Cómo preparar matcha en casa, paso a paso (sin equipo especial)
No necesitas un set de ceremonia japonesa para preparar un buen matcha. Necesitas atención a unos pocos detalles que cambian completamente el resultado.
Lo que sí importa
- Tamiza el polvo. El matcha forma grumos con facilidad. Pasarlo por un tamiz fino (o incluso un colador de té) antes de mezclarlo evita los grumos que arruinan la textura.
- Usa agua caliente, no hirviendo. Entre 70-80°C es el rango ideal. El agua hirviendo quema las catequinas y vuelve el sabor amargo. Si no tienes termómetro, deja reposar el agua recién hervida un par de minutos antes de usarla.

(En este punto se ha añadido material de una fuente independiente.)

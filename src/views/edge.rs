// Copyright (c) 2026 bad-antics
// Licensed under the MIT License. See LICENSE file in the project root.
// https://github.com/bad-antics/nemi-rs

//! Edge processing - simulated inference over a camera feed

use std::collections::VecDeque;
use std::sync::Arc;
use std::time::Duration;

use async_trait::async_trait;
use chrono::Utc;
use parking_lot::Mutex;
use rand::Rng;
use serde::{Deserialize, Serialize};
use tokio::task::JoinHandle;
use tokio::time::Instant;
use tracing::{debug, info, warn};

use crate::core::{AlertLevel, Engine};
use crate::error::{NemiError, Result};
use crate::sim::{self, EdgeDetection, SimRng};
use crate::store::Action;

/// Node id the edge view reports detections against
pub const EDGE_DEMO_NODE: &str = "edge-demo-node";

/// Negotiated capture format
#[derive(Debug, Clone, Copy, PartialEq, Eq, Serialize, Deserialize)]
pub struct FrameFormat {
    pub width: u32,
    pub height: u32,
}

impl Default for FrameFormat {
    fn default() -> Self {
        Self { width: 640, height: 480 }
    }
}

/// A capture device feeding the edge view
#[async_trait]
pub trait CameraSource: Send {
    /// Acquire the device; fails when unavailable or permission is denied
    async fn open(&mut self, requested: FrameFormat) -> Result<FrameFormat>;

    /// Release the device; idempotent
    fn close(&mut self);

    fn is_open(&self) -> bool;
}

/// Camera that produces no pixels; only tracks acquisition
pub struct SimulatedCamera {
    permission_granted: bool,
    open: bool,
}

impl SimulatedCamera {
    pub fn new() -> Self {
        Self { permission_granted: true, open: false }
    }

    pub fn denied() -> Self {
        Self { permission_granted: false, open: false }
    }
}

impl Default for SimulatedCamera {
    fn default() -> Self {
        Self::new()
    }
}

#[async_trait]
impl CameraSource for SimulatedCamera {
    async fn open(&mut self, requested: FrameFormat) -> Result<FrameFormat> {
        if !self.permission_granted {
            return Err(NemiError::CameraUnavailable("permission denied".to_string()));
        }
        self.open = true;
        Ok(requested)
    }

    fn close(&mut self) {
        self.open = false;
    }

    fn is_open(&self) -> bool {
        self.open
    }
}

#[derive(Debug, Clone, Copy, Default, PartialEq, Serialize, Deserialize)]
pub struct ProcessingStats {
    pub fps: u32,
    /// Milliseconds, one decimal
    pub processing_time: f64,
    pub total_frames: u64,
    pub detection_count: u64,
}

/// Per-frame pipeline shared with the frame loop task
struct FrameProcessor {
    engine: Arc<Engine>,
    format: FrameFormat,
    history: usize,
    rng: Mutex<SimRng>,
    detections: Mutex<VecDeque<EdgeDetection>>,
    stats: Mutex<ProcessingStats>,
}

impl FrameProcessor {
    async fn process_frame(&self) -> Option<EdgeDetection> {
        let started = Instant::now();

        let latency_ms = self.rng.lock().gen_range(5.0..15.0);
        tokio::time::sleep(Duration::from_secs_f64(latency_ms / 1000.0)).await;

        let detection = sim::frame_detection(
            &mut self.rng.lock(),
            f64::from(self.format.width),
            f64::from(self.format.height),
            Utc::now(),
        );

        if let Some(d) = &detection {
            let mut detections = self.detections.lock();
            detections.push_front(d.clone());
            detections.truncate(self.history);
        }

        let elapsed_ms = (started.elapsed().as_secs_f64() * 1000.0).max(latency_ms);
        {
            let mut stats = self.stats.lock();
            stats.fps = (1000.0 / elapsed_ms).round() as u32;
            stats.processing_time = (elapsed_ms * 10.0).round() / 10.0;
            stats.total_frames += 1;
            stats.detection_count += u64::from(detection.is_some());
        }

        if let Some(d) = &detection {
            debug!("frame detection {}", d.label());
            self.engine.store().dispatch(Action::add_defects(EDGE_DEMO_NODE, 1));
            self.engine.event_bus().publish_detection(d.clone());
        }

        detection
    }
}

/// Edge processing view; owns the camera and the frame loop
pub struct EdgeProcessing {
    camera: Box<dyn CameraSource>,
    processor: Arc<FrameProcessor>,
    frame_interval: Duration,
    frame_task: Option<JoinHandle<()>>,
}

impl EdgeProcessing {
    pub fn new(engine: Arc<Engine>, camera: Box<dyn CameraSource>) -> Self {
        let views = &engine.config.views;
        let frame_interval = Duration::from_millis(views.frame_interval_ms);
        let history = views.edge_detection_history;
        let rng = engine.fork_rng();

        Self {
            camera,
            processor: Arc::new(FrameProcessor {
                engine,
                format: FrameFormat::default(),
                history,
                rng: Mutex::new(rng),
                detections: Mutex::new(VecDeque::new()),
                stats: Mutex::new(ProcessingStats::default()),
            }),
            frame_interval,
            frame_task: None,
        }
    }

    /// Acquire the camera and begin processing frames.
    ///
    /// On failure nothing starts and the error is surfaced to the caller.
    pub async fn start_stream(&mut self) -> Result<FrameFormat> {
        if self.is_streaming() {
            return Ok(self.processor.format);
        }

        let format = match self.camera.open(self.processor.format).await {
            Ok(format) => format,
            Err(e) => {
                warn!("Unable to access camera: {}", e);
                self.processor
                    .engine
                    .event_bus()
                    .publish_alert(AlertLevel::Error, "Unable to access camera. Please check permissions.");
                return Err(e);
            }
        };

        let processor = self.processor.clone();
        let interval = self.frame_interval;
        self.frame_task = Some(tokio::spawn(async move {
            loop {
                processor.process_frame().await;
                tokio::time::sleep(interval).await;
            }
        }));

        info!("Edge stream started at {}x{}", format.width, format.height);
        Ok(format)
    }

    /// Cancel the frame loop and release the camera; idempotent
    pub fn stop_stream(&mut self) {
        if let Some(task) = self.frame_task.take() {
            task.abort();
            info!("Edge stream stopped");
        }
        self.camera.close();
    }

    pub fn is_streaming(&self) -> bool {
        self.frame_task.as_ref().map(|t| !t.is_finished()).unwrap_or(false)
    }

    pub fn camera_open(&self) -> bool {
        self.camera.is_open()
    }

    /// Newest first
    pub fn detections(&self) -> Vec<EdgeDetection> {
        self.processor.detections.lock().iter().cloned().collect()
    }

    pub fn stats(&self) -> ProcessingStats {
        *self.processor.stats.lock()
    }

    /// Process a single frame outside the loop
    pub async fn process_frame(&self) -> Option<EdgeDetection> {
        self.processor.process_frame().await
    }
}

impl Drop for EdgeProcessing {
    fn drop(&mut self) {
        self.stop_stream();
    }
}
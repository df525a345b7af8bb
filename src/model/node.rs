// Copyright (c) 2026 bad-antics
// Licensed under the MIT License. See LICENSE file in the project root.
// https://github.com/bad-antics/nemi-rs

//! Edge nodes and compliance metrics

use chrono::{DateTime, Utc};
use serde::{Deserialize, Serialize};

use super::state::MAX_ACCURACY;

/// Operating status of an edge node
#[derive(Debug, Clone, Copy, PartialEq, Eq, Hash, Serialize, Deserialize)]
#[serde(rename_all = "lowercase")]
pub enum NodeStatus {
    Active,
    Inactive,
    Learning,
}

/// Display grouping of an edge node
#[derive(Debug, Clone, Copy, PartialEq, Eq, Hash, Serialize, Deserialize)]
#[serde(rename_all = "lowercase")]
pub enum Location {
    Japan,
    India,
    Global,
}

impl Location {
    pub fn label(&self) -> &'static str {
        match self {
            Location::Japan => "Japan",
            Location::India => "India",
            Location::Global => "Global",
        }
    }
}

/// A simulated factory inspection station
#[derive(Debug, Clone, PartialEq, Serialize, Deserialize)]
pub struct EdgeNode {
    pub id: String,
    pub status: NodeStatus,
    pub location: Location,
    /// Milliseconds per inspected frame
    pub processing_time_ms: f64,
    /// Percentage in [0, 100]
    pub accuracy: f64,
    pub defects_detected: u64,
    pub last_update: DateTime<Utc>,
}

impl EdgeNode {
    pub fn new(id: &str, location: Location, processing_time_ms: f64, accuracy: f64, now: DateTime<Utc>) -> Self {
        Self {
            id: id.to_string(),
            status: NodeStatus::Inactive,
            location,
            processing_time_ms,
            accuracy,
            defects_detected: 0,
            last_update: now,
        }
    }

    pub fn is_active(&self) -> bool {
        self.status == NodeStatus::Active
    }
}

/// Partial edge-node update; `None` fields are left untouched.
///
/// The defect counter is not updatable here; it only grows through
/// `AddDefectDetection`.
#[derive(Debug, Clone, Default, PartialEq, Serialize, Deserialize)]
pub struct NodeUpdate {
    pub status: Option<NodeStatus>,
    pub location: Option<Location>,
    pub processing_time_ms: Option<f64>,
    pub accuracy: Option<f64>,
}

impl NodeUpdate {
    pub fn status(status: NodeStatus) -> Self {
        Self {
            status: Some(status),
            ..Default::default()
        }
    }

    pub fn metrics(processing_time_ms: f64, accuracy: f64) -> Self {
        Self {
            processing_time_ms: Some(processing_time_ms),
            accuracy: Some(accuracy),
            ..Default::default()
        }
    }

    /// Apply the supplied fields onto `node`
    pub fn apply_to(&self, node: &mut EdgeNode) {
        if let Some(status) = self.status {
            node.status = status;
        }
        if let Some(location) = self.location {
            node.location = location;
        }
        // non-finite or non-positive timings are dropped
        if let Some(pt) = self.processing_time_ms.filter(|pt| pt.is_finite() && *pt > 0.0) {
            node.processing_time_ms = pt;
        }
        if let Some(acc) = self.accuracy.filter(|acc| acc.is_finite()) {
            node.accuracy = acc.clamp(0.0, MAX_ACCURACY);
        }
    }
}

/// Regulatory standing of a compliance metric
#[derive(Debug, Clone, Copy, PartialEq, Eq, Serialize, Deserialize)]
#[serde(rename_all = "lowercase")]
pub enum ComplianceStatus {
    Compliant,
    Warning,
    Violation,
}

#[derive(Debug, Clone, Copy, PartialEq, Eq, Serialize, Deserialize)]
#[serde(rename_all = "lowercase")]
pub enum Trend {
    Up,
    Down,
    Stable,
}

/// A named regulatory score
#[derive(Debug, Clone, PartialEq, Serialize, Deserialize)]
pub struct ComplianceMetric {
    pub id: String,
    pub name: String,
    pub value: f64,
    /// Caller-supplied, never derived from `value`
    pub status: ComplianceStatus,
    pub trend: Trend,
    pub timestamp: DateTime<Utc>,
}

impl ComplianceMetric {
    pub fn new(id: &str, name: &str, value: f64, status: ComplianceStatus, trend: Trend, now: DateTime<Utc>) -> Self {
        Self {
            id: id.to_string(),
            name: name.to_string(),
            value,
            status,
            trend,
            timestamp: now,
        }
    }
}

#[cfg(test)]
mod tests {
    use super::*;

    #[test]
    fn test_partial_update_touches_only_supplied_fields() {
        let now = Utc::now();
        let mut node = EdgeNode::new("n1", Location::Japan, 8.0, 99.0, now);

        NodeUpdate::status(NodeStatus::Learning).apply_to(&mut node);
        assert_eq!(node.status, NodeStatus::Learning);
        assert_eq!(node.processing_time_ms, 8.0);
        assert_eq!(node.accuracy, 99.0);

        NodeUpdate::metrics(6.5, 97.0).apply_to(&mut node);
        assert_eq!(node.status, NodeStatus::Learning);
        assert_eq!(node.processing_time_ms, 6.5);
        assert_eq!(node.accuracy, 97.0);
        assert_eq!(node.location, Location::Japan);
    }

    #[test]
    fn test_accuracy_clamped_and_nan_ignored() {
        let mut node = EdgeNode::new("n1", Location::India, 8.0, 99.0, Utc::now());

        NodeUpdate { accuracy: Some(150.0), ..Default::default() }.apply_to(&mut node);
        assert_eq!(node.accuracy, MAX_ACCURACY);

        NodeUpdate { accuracy: Some(-4.0), ..Default::default() }.apply_to(&mut node);
        assert_eq!(node.accuracy, 0.0);

        NodeUpdate { accuracy: Some(f64::NAN), ..Default::default() }.apply_to(&mut node);
        assert_eq!(node.accuracy, 0.0);

        NodeUpdate { accuracy: Some(f64::INFINITY), ..Default::default() }.apply_to(&mut node);
        assert_eq!(node.accuracy, 0.0);
    }

    #[test]
    fn test_invalid_processing_time_ignored() {
        let mut node = EdgeNode::new("n1", Location::India, 8.0, 99.0, Utc::now());
        for bad in [0.0, -1.0, f64::NAN, f64::INFINITY] {
            NodeUpdate { processing_time_ms: Some(bad), ..Default::default() }.apply_to(&mut node);
            assert_eq!(node.processing_time_ms, 8.0);
        }
        NodeUpdate { processing_time_ms: Some(0.5), ..Default::default() }.apply_to(&mut node);
        assert_eq!(node.processing_time_ms, 0.5);
    }

    #[test]
    fn test_update_payload_cannot_reset_defects() {
        let mut node = EdgeNode::new("n1", Location::Japan, 8.0, 99.0, Utc::now());
        node.defects_detected = 5;

        let update: NodeUpdate = serde_json::from_str(r#"{"defects_detected": 0, "accuracy": 98.0}"#).unwrap();
        update.apply_to(&mut node);
        assert_eq!(node.defects_detected, 5);
        assert_eq!(node.accuracy, 98.0);
    }

    #[test]
    fn test_status_serializes_lowercase() {
        let json = serde_json::to_string(&NodeStatus::Learning).unwrap();
        assert_eq!(json, "\"learning\"");
    }
}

- Bate en zigzag, no en círculos. Si tienes un batidor (chasen) o incluso un mini batidor de mano, el movimiento rápido en "W" es lo que genera la espuma fina característica. Sin batidor, un shaker o una batidora de mano de leche funcionan razonablemente bien.
- Respeta la proporción. Para un matcha clásico: media a una cucharadita de polvo por cada 60-90 ml de agua. Ajusta según la intensidad que prefieras.
Lo que no importa tanto (a pesar de lo que digan en redes): el tipo exacto de tazón, si lo bates con la mano derecha o izquierda, o si sigues los dieciseis pasos de una ceremonia formal. Esas tradiciones son hermosas si te interesa profundizar en ellas, pero no son requisito para tomarte un buen matcha todas las mañanas.
Una vez tengas tu base lista, puedes tomarlo solo (estilo "usucha", más ligero) o con leche vegetal para un latte matcha — en ese caso, prepara primero el matcha con un poco de agua caliente y después incorpora la leche tibia.